1/ - Centraliser les données existantes sur le sujet : données juridiques, données statistiques et analyses du
phénomène dans le cadre des différentes disciplines concernées : sciences du droit, sciences sociales, sciences du
psychisme (travaux menés en France, dans les autres pays du Conseil de l’Europe, dans les pays d’autres
continents).
Le corpus ne devrait pas se limiter à la définition, à la mesure de la récidive et l’étude des conditions du nouveau
passage à l’acte, mais devrait naturellement inclure, en amont, la question du prononcé des mesures et sanctions
pénales (MSP), les conditions juridiques et sociologiques de leur application (aménagement) en milieu fermé
comme en milieu ouvert, les conditions juridiques et sociologiques de fin de placement sous main de Justice.
2/ - Accorder une attention toute particulière aux productions du Conseil de l’Europe en la matière et en
particulier du Conseil de coopération pénologique (recommandations et autres travaux) et des autres instances
internationales.
3/ - Mettre cette information à disposition (site internet).
4/ - Actualiser en permanence cette base documentaire.
5/ - Développer des outils pédagogiques permettant de synthétiser les informations les plus importantes issues de
cette base documentaire pour les rendre lisibles par le plus grand nombre (services de la Chancellerie et autres
départements ministériels, Parlement, acteurs de la justice pénale, syndicats, associations, médias) : notes
techniques, synthèses, comparaisons entre MSP, entre aménagements, comparaisons internationales, etc. Ce
travail exigerait évidemment une grande rigueur scientifique afin que ces outils puissent servir de référence à
tous, quelle que soit leur sensibilité idéologique.
6/ - Assurer une fonction de veille concernant les cas de récidive, qui justifient, de par leur gravité et leur
médiatisation, une information à chaud, rapide mais objective, de nos concitoyens. Approfondir l’étude de ces
cas, au-delà de la période d’intérêt politico-médiatique. Examiner a posteriori leur traitement médiatique afin
d’améliorer les modes de communication des pouvoirs publics et des scientifiques. Un tel travail devrait
naturellement associer des professionnels de l’information.

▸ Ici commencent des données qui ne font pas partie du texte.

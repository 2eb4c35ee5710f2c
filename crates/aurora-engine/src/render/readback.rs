//! Copying render results back to CPU memory.
//!
//! Used by the integration tests and for offline capture on a headless device.

use half::f16;

use super::ctx::RenderCtx;
use super::driver::OutputImage;
use super::error::{RenderError, RenderResult};
use super::targets::{Extent, LDR_FORMAT};
use super::texture::ImageRgba8;

/// Rec. 709 relative luminance of a linear or encoded RGB triple.
pub fn luminance(rgb: [f32; 3]) -> f32 {
    0.2126 * rgb[0] + 0.7152 * rgb[1] + 0.0722 * rgb[2]
}

/// Float RGBA pixels read from an `Rgba16Float` target, row 0 at the top.
#[derive(Debug, Clone, PartialEq)]
pub struct HdrImage {
    pub width: u32,
    pub height: u32,
    pub pixels: Vec<[f32; 4]>,
}

impl HdrImage {
    pub fn pixel(&self, x: u32, y: u32) -> Option<[f32; 4]> {
        if x >= self.width || y >= self.height {
            return None;
        }
        self.pixels.get((y * self.width + x) as usize).copied()
    }

    /// Largest channel value over the whole image, ignoring alpha.
    pub fn max_rgb(&self) -> f32 {
        self.pixels
            .iter()
            .flat_map(|p| p[..3].iter().copied())
            .fold(0.0, f32::max)
    }
}

/// An offscreen image standing in for the swapchain.
pub struct CaptureTarget {
    pub texture: wgpu::Texture,
    pub view: wgpu::TextureView,
    pub extent: Extent,
}

impl CaptureTarget {
    pub fn new(device: &wgpu::Device, extent: Extent) -> Self {
        let texture = device.create_texture(&wgpu::TextureDescriptor {
            label: Some("aurora capture target"),
            size: extent.to_wgpu(),
            mip_level_count: 1,
            sample_count: 1,
            dimension: wgpu::TextureDimension::D2,
            format: LDR_FORMAT,
            usage: wgpu::TextureUsages::RENDER_ATTACHMENT | wgpu::TextureUsages::COPY_SRC,
            view_formats: &[],
        });
        let view = texture.create_view(&wgpu::TextureViewDescriptor::default());
        Self {
            texture,
            view,
            extent,
        }
    }

    pub fn format(&self) -> wgpu::TextureFormat {
        self.texture.format()
    }

    /// This target as a frame destination.
    pub fn output(&self) -> OutputImage<'_> {
        OutputImage::new(&self.view, self.extent)
    }

    pub fn read(&self, ctx: RenderCtx<'_>) -> RenderResult<ImageRgba8> {
        read_rgba8(ctx, &self.texture)
    }
}

fn aligned_bytes_per_row(width: u32, bytes_per_pixel: u32) -> u32 {
    let unaligned = width * bytes_per_pixel;
    let align = wgpu::COPY_BYTES_PER_ROW_ALIGNMENT;
    unaligned.div_ceil(align) * align
}

/// Copies mip 0 of `texture` into tightly packed rows.
fn read_texture(
    ctx: RenderCtx<'_>,
    texture: &wgpu::Texture,
    bytes_per_pixel: u32,
) -> RenderResult<Vec<u8>> {
    let (width, height) = (texture.width(), texture.height());
    let bytes_per_row = aligned_bytes_per_row(width, bytes_per_pixel);

    let buffer = ctx.device.create_buffer(&wgpu::BufferDescriptor {
        label: Some("aurora readback buffer"),
        size: u64::from(bytes_per_row * height),
        usage: wgpu::BufferUsages::COPY_DST | wgpu::BufferUsages::MAP_READ,
        mapped_at_creation: false,
    });

    let mut encoder = ctx
        .device
        .create_command_encoder(&wgpu::CommandEncoderDescriptor {
            label: Some("aurora readback encoder"),
        });
    encoder.copy_texture_to_buffer(
        wgpu::TexelCopyTextureInfo {
            texture,
            mip_level: 0,
            origin: wgpu::Origin3d::ZERO,
            aspect: wgpu::TextureAspect::All,
        },
        wgpu::TexelCopyBufferInfo {
            buffer: &buffer,
            layout: wgpu::TexelCopyBufferLayout {
                offset: 0,
                bytes_per_row: Some(bytes_per_row),
                rows_per_image: Some(height),
            },
        },
        texture.size(),
    );
    ctx.queue.submit(std::iter::once(encoder.finish()));

    let slice = buffer.slice(..);
    let (tx, rx) = std::sync::mpsc::channel();
    slice.map_async(wgpu::MapMode::Read, move |result| {
        // The receiver outlives the poll below.
        let _ = tx.send(result);
    });
    let _ = ctx.device.poll(wgpu::PollType::wait_indefinitely());
    rx.recv()
        .map_err(|e| RenderError::Readback(e.to_string()))?
        .map_err(|e| RenderError::Readback(e.to_string()))?;

    let row_bytes = (width * bytes_per_pixel) as usize;
    let mut packed = Vec::with_capacity(row_bytes * height as usize);
    {
        let data = slice.get_mapped_range();
        for row in 0..height {
            let start = (row * bytes_per_row) as usize;
            packed.extend_from_slice(&data[start..start + row_bytes]);
        }
    }
    buffer.unmap();

    log::trace!("read back {width}x{height} ({bytes_per_pixel} bytes/px)");
    Ok(packed)
}

/// Reads an 8-bit RGBA or BGRA texture as RGBA.
pub fn read_rgba8(ctx: RenderCtx<'_>, texture: &wgpu::Texture) -> RenderResult<ImageRgba8> {
    let swizzle = match texture.format() {
        wgpu::TextureFormat::Rgba8Unorm | wgpu::TextureFormat::Rgba8UnormSrgb => false,
        wgpu::TextureFormat::Bgra8Unorm | wgpu::TextureFormat::Bgra8UnormSrgb => true,
        other => {
            return Err(RenderError::Readback(format!(
                "cannot read {other:?} as rgba8"
            )));
        }
    };

    let mut pixels = read_texture(ctx, texture, 4)?;
    if swizzle {
        for px in pixels.chunks_exact_mut(4) {
            px.swap(0, 2);
        }
    }
    Ok(ImageRgba8 {
        width: texture.width(),
        height: texture.height(),
        pixels,
    })
}

/// Reads an `Rgba16Float` texture.
pub fn read_hdr(ctx: RenderCtx<'_>, texture: &wgpu::Texture) -> RenderResult<HdrImage> {
    if texture.format() != wgpu::TextureFormat::Rgba16Float {
        return Err(RenderError::Readback(format!(
            "expected Rgba16Float, got {:?}",
            texture.format()
        )));
    }

    let bytes = read_texture(ctx, texture, 8)?;
    Ok(HdrImage {
        width: texture.width(),
        height: texture.height(),
        pixels: decode_rgba16f(&bytes),
    })
}

fn decode_rgba16f(bytes: &[u8]) -> Vec<[f32; 4]> {
    let channel = |b: &[u8]| f16::from_le_bytes([b[0], b[1]]).to_f32();
    bytes
        .chunks_exact(8)
        .map(|px| {
            [
                channel(&px[0..2]),
                channel(&px[2..4]),
                channel(&px[4..6]),
                channel(&px[6..8]),
            ]
        })
        .collect()
}
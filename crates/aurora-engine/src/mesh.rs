//! Procedural meshes and their GPU buffers.
//!
//! All generators produce counter-clockwise front faces, per-vertex normals,
//! UVs and tangents (`w` = bitangent sign) so normal maps work unchanged.

use bytemuck::{Pod, Zeroable};
use glam::{Mat4, Vec2, Vec3};
use wgpu::util::DeviceExt;

#[repr(C)]
#[derive(Debug, Copy, Clone, PartialEq, Pod, Zeroable)]
pub struct Vertex {
    pub position: [f32; 3],
    pub normal: [f32; 3],
    pub uv: [f32; 2],
    pub tangent: [f32; 4],
}

impl Vertex {
    const ATTRS: [wgpu::VertexAttribute; 4] = wgpu::vertex_attr_array![
        0 => Float32x3, // position
        1 => Float32x3, // normal
        2 => Float32x2, // uv
        3 => Float32x4  // tangent
    ];

    pub fn layout() -> wgpu::VertexBufferLayout<'static> {
        wgpu::VertexBufferLayout {
            array_stride: std::mem::size_of::<Vertex>() as u64,
            step_mode: wgpu::VertexStepMode::Vertex,
            attributes: &Self::ATTRS,
        }
    }
}

/// CPU-side indexed triangle list.
#[derive(Debug, Clone, Default, PartialEq)]
pub struct MeshData {
    pub vertices: Vec<Vertex>,
    pub indices: Vec<u32>,
}

impl MeshData {
    /// Axis-aligned cube of edge `size`, centred on the origin.
    pub fn cube(size: f32) -> Self {
        Self::cuboid(Vec3::splat(size * 0.5))
    }

    /// Axis-aligned box spanning `min..max`.
    pub fn aabb(min: Vec3, max: Vec3) -> Self {
        let half = (max - min) * 0.5;
        Self::cuboid(half).transformed(Mat4::from_translation(min + half))
    }

    fn cuboid(half: Vec3) -> Self {
        // (normal, u axis, v axis) per face; u x v = normal.
        let faces = [
            (Vec3::X, Vec3::NEG_Z, Vec3::Y),
            (Vec3::NEG_X, Vec3::Z, Vec3::Y),
            (Vec3::Y, Vec3::X, Vec3::NEG_Z),
            (Vec3::NEG_Y, Vec3::X, Vec3::Z),
            (Vec3::Z, Vec3::X, Vec3::Y),
            (Vec3::NEG_Z, Vec3::NEG_X, Vec3::Y),
        ];

        let mut mesh = Self::default();
        for (n, u, v) in faces {
            let base = mesh.vertices.len() as u32;
            let center = n * half;
            let du = u * half;
            let dv = v * half;
            // Face extents keep UVs at world scale.
            let u_len = (u * half).length() * 2.0;
            let v_len = (v * half).length() * 2.0;

            for (su, sv) in [(-1.0f32, -1.0f32), (1.0, -1.0), (1.0, 1.0), (-1.0, 1.0)] {
                let p = center + du * su + dv * sv;
                let uv = Vec2::new((su + 1.0) * 0.5 * u_len, (1.0 - sv) * 0.5 * v_len);
                mesh.vertices.push(Vertex {
                    position: p.to_array(),
                    normal: n.to_array(),
                    uv: uv.to_array(),
                    tangent: u.extend(1.0).to_array(),
                });
            }
            mesh.indices
                .extend_from_slice(&[base, base + 1, base + 2, base, base + 2, base + 3]);
        }
        mesh
    }

    /// Horizontal plane at y = 0 facing +Y.
    pub fn plane(width: f32, depth: f32) -> Self {
        let hw = width * 0.5;
        let hd = depth * 0.5;
        let corners = [
            (Vec3::new(-hw, 0.0, hd), Vec2::new(0.0, depth)),
            (Vec3::new(hw, 0.0, hd), Vec2::new(width, depth)),
            (Vec3::new(hw, 0.0, -hd), Vec2::new(width, 0.0)),
            (Vec3::new(-hw, 0.0, -hd), Vec2::new(0.0, 0.0)),
        ];
        Self {
            vertices: corners
                .iter()
                .map(|(p, uv)| Vertex {
                    position: p.to_array(),
                    normal: Vec3::Y.to_array(),
                    uv: uv.to_array(),
                    tangent: [1.0, 0.0, 0.0, 1.0],
                })
                .collect(),
            indices: vec![0, 1, 2, 0, 2, 3],
        }
    }

    /// UV sphere with `rings` latitude bands and `sectors` longitude bands.
    pub fn uv_sphere(radius: f32, rings: u32, sectors: u32) -> Self {
        let rings = rings.max(2);
        let sectors = sectors.max(3);
        let mut mesh = Self::default();

        for r in 0..=rings {
            let v = r as f32 / rings as f32;
            let theta = v * std::f32::consts::PI;
            for s in 0..=sectors {
                let u = s as f32 / sectors as f32;
                let phi = u * std::f32::consts::TAU;
                let n = Vec3::new(theta.sin() * phi.cos(), theta.cos(), -theta.sin() * phi.sin());
                // d/dphi of the position, constant at the poles.
                let t = Vec3::new(-phi.sin(), 0.0, -phi.cos());
                mesh.vertices.push(Vertex {
                    position: (n * radius).to_array(),
                    normal: n.to_array(),
                    uv: [u, v],
                    tangent: t.extend(1.0).to_array(),
                });
            }
        }

        let stride = sectors + 1;
        for r in 0..rings {
            for s in 0..sectors {
                let a = r * stride + s;
                let b = a + stride;
                mesh.indices.extend_from_slice(&[a, b, a + 1, a + 1, b, b + 1]);
            }
        }
        mesh
    }

    /// Applies `m` to positions and its normal matrix to normals/tangents.
    pub fn transformed(mut self, m: Mat4) -> Self {
        let normal_m = m.inverse().transpose();
        for v in &mut self.vertices {
            v.position = m.transform_point3(Vec3::from(v.position)).to_array();
            v.normal = normal_m
                .transform_vector3(Vec3::from(v.normal))
                .normalize_or_zero()
                .to_array();
            let t = m
                .transform_vector3(Vec3::new(v.tangent[0], v.tangent[1], v.tangent[2]))
                .normalize_or_zero();
            v.tangent = t.extend(v.tangent[3]).to_array();
        }
        self
    }

    /// Appends `other`, re-basing its indices.
    pub fn merge(&mut self, other: &MeshData) {
        let base = self.vertices.len() as u32;
        self.vertices.extend_from_slice(&other.vertices);
        self.indices.extend(other.indices.iter().map(|i| i + base));
    }

    pub fn triangle_count(&self) -> usize {
        self.indices.len() / 3
    }
}

/// Uploaded mesh.
pub struct GpuMesh {
    pub vertex_buffer: wgpu::Buffer,
    pub index_buffer: wgpu::Buffer,
    pub index_count: u32,
}

impl GpuMesh {
    pub fn upload(device: &wgpu::Device, label: &str, mesh: &MeshData) -> Self {
        let vertex_buffer = device.create_buffer_init(&wgpu::util::BufferInitDescriptor {
            label: Some(&format!("{label} vbo")),
            contents: bytemuck::cast_slice(&mesh.vertices),
            usage: wgpu::BufferUsages::VERTEX,
        });
        let index_buffer = device.create_buffer_init(&wgpu::util::BufferInitDescriptor {
            label: Some(&format!("{label} ibo")),
            contents: bytemuck::cast_slice(&mesh.indices),
            usage: wgpu::BufferUsages::INDEX,
        });
        Self {
            vertex_buffer,
            index_buffer,
            index_count: mesh.indices.len() as u32,
        }
    }

    pub fn bind<'p>(&self, pass: &mut wgpu::RenderPass<'p>) {
        pass.set_vertex_buffer(0, self.vertex_buffer.slice(..));
        pass.set_index_buffer(self.index_buffer.slice(..), wgpu::IndexFormat::Uint32);
    }
}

7/ - Aider à la construction des programmes – et à leur mise en œuvre - de formation initiale et continue, sur la
question, dans les écoles relevant du Ministère de la Justice : Ecole nationale de la magistrature (ENM), Ecole
nationale d’administration pénitentiaire (ENAP), Centre de formation de la protection judiciaire de la jeunesse. Il
ne pourrait s’agir ici que de propositions et de mises à disposition de ressources dans le respect de la compétence
des écoles à déterminer contenus et méthodes d’enseignement.
8/ - Participer à l’élaboration de nouveaux instruments statistiques au sein du Ministère de la Justice, assurant
une production régulière sur le sujet. Là encore, il ne s’agit pas de se substituer aux services compétents, mais
d’être un lieu de réflexion, une force de propositions et de mobilisation de moyens.
9/ - Mobiliser la communauté scientifique, dans toute sa diversité, sur ces questions, afin qu’elle apporte sa
contribution à l’élaboration de nouveaux programmes de recherches pluridisciplinaires
qui devraient être pilotés et financés par la mission de recherche « Droit & Justice ».
10/ - Faciliter la coopération avec nos partenaires européens, pour une meilleure connaissance des systèmes
juridiques, des pratiques (« bonnes » ou « mauvaises ») et des résultats du traitement de la récidive, coopération
qui devrait aussi inclure la réalisation d’enquêtes, en parallèle, reposant sur des méthodologies identiques (du
moins compatibles entre elles).
11/ - Rédiger un rapport annuel, largement diffusé (conférence de presse et internet) rendant compte des
avancées concernant les objectifs définis supra.
12/ - On pourrait aussi y trouver des recommandations de toutes natures, susceptibles d’améliorer le traitement
de la récidive des infractions pénales.